Saúde

Para não perder dinheiro com o plano

Da Redação
24 de novembro de 2017

Katia de Boer, sócio-diretora da Safe Care

O alto custo do plano de saúde corporativo está constantemente em análise dentro das grandes corporações, uma vez que representa o segundo maior gasto das companhias, atrás apenas da folha de pagamento. Diante de um cenário que exige melhor administração dos recursos financeiros, muitas empresas jogam pelo ‘ralo’ milhões de reais com a má gestão dos planos oferecidos como benefícios.

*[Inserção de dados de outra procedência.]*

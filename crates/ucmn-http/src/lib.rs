//! HTTP transport for ucmn
//!
//! This crate wraps reqwest behind a small surface: an [`HttpClient`] that
//! hands out [`RequestBuilder`]s, and one-shot [`HttpCall`]s implementing the
//! [`TransportCall`] trait that the request wrapper in `ucmn-network` drives.
//!
//! # Example
//!
//! ```no_run
//! use std::sync::Arc;
//!
//! use ucmn_http::{HttpClient, HttpCall, TransportCall};
//! use serde::Deserialize;
//!
//! #[derive(Deserialize)]
//! struct User {
//!     id: u64,
//! }
//!
//! let client = HttpClient::new();
//! let call: Arc<HttpCall<User>> = Arc::new(client.get("https://api.example.com/users/1").call());
//! assert!(!call.is_executed());
//! ```

mod call;
mod client;
mod error;
mod request;
mod response;

pub use call::{HttpCall, TransportCall, TransportCallback};
pub use client::{fetch, HttpClient, HttpClientBuilder};
pub use error::HttpError;
pub use request::RequestBuilder;
pub use reqwest::header::HeaderMap;
pub use response::{ErrorBody, HttpResponse, HttpResult, JSON_CONTENT_TYPE};
//! Error types for transfer asset grouping
//!
//! Error taxonomy using thiserror

use thiserror::Error;

/// Errors raised while parsing amounts, grouping transfers or applying fees
#[derive(Error, Debug, Clone, PartialEq)]
pub enum AssetError {
    #[error("Invalid amount '{value}': {reason}")]
    InvalidAmount { value: String, reason: String },

    #[error("Invalid fee '{value}': {reason}")]
    InvalidFee { value: String, reason: String },

    #[error("Arithmetic overflow: {context}")]
    Overflow { context: String },

    #[error("Amount {value} has more than {decimals} fractional digits")]
    ExcessPrecision { value: String, decimals: u32 },

    #[error("Invalid configuration: {0}")]
    InvalidConfig(String),
}

impl AssetError {
    pub fn invalid_amount(value: impl Into<String>, reason: impl Into<String>) -> Self {
        Self::InvalidAmount {
            value: value.into(),
            reason: reason.into(),
        }
    }

    pub fn invalid_fee(value: impl Into<String>, reason: impl Into<String>) -> Self {
        Self::InvalidFee {
            value: value.into(),
            reason: reason.into(),
        }
    }
}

Além do desperdício financeiro, a empresa perde recursos com a falta de produtividade do colaborador, que muitas vezes precisa se ausentar de forma desnecessária para ir a uma consulta médica, com a carência de suporte nos procedimentos de internação hospitalar dos funcionários e até mesmo quando não têm programas estruturados para gerenciamento de grupos de risco, como diabéticos, hipertensos, obesos, entre outros, os quais costumam ser os usuários de maior custo para os planos de saúde.

Kátia de Boer, sócia-diretora da Safe Care, corretora especializada em saúde corporativa, explica que o uso inadequado do plano de saúde corporativo, que envolve, por exemplo, realização de exames repetitivos e desnecessários, idas excessivas a consultas médicas e hospitais, é o principal problema enfrentado pelas corporações.

Pensando nisso, a corretora criou um sistema integrado de gestão de saúde para detectar abusos na utilização do plano por parte de funcionários de uma empresa. Os colaboradores apresentavam de forma recorrente atestados de consulta particular na área de ortopedia, mesmo tendo o benefício saúde concedido pela corporação. Na auditoria feita pela Safe Care foram identificados mais de 1.500 dias de atestados, gerando cerca de R$ 500 mil de prejuízo à empresa, provocado pela ausência do funcionário e, consequentemente, pela falta de produtividade. A maioria dos casos era de funcionários que tentavam ‘ganhar’ períodos de descanso usando a rede médica particular.

Dados do setor
Uma pesquisa da ABRH (Associação Brasileira de Recursos Humanos), realizada entre maio e junho, em parceria com a ASAP (Aliança para Saúde Populacional), aponta que os custos com saúde cresceram acima da inflação dos últimos 12 meses para 81% das empresas do Brasil, sendo que em 55% o valor atingiu mais que o dobro da inflação e 83% das empresas acreditam que os custos não devem baixar.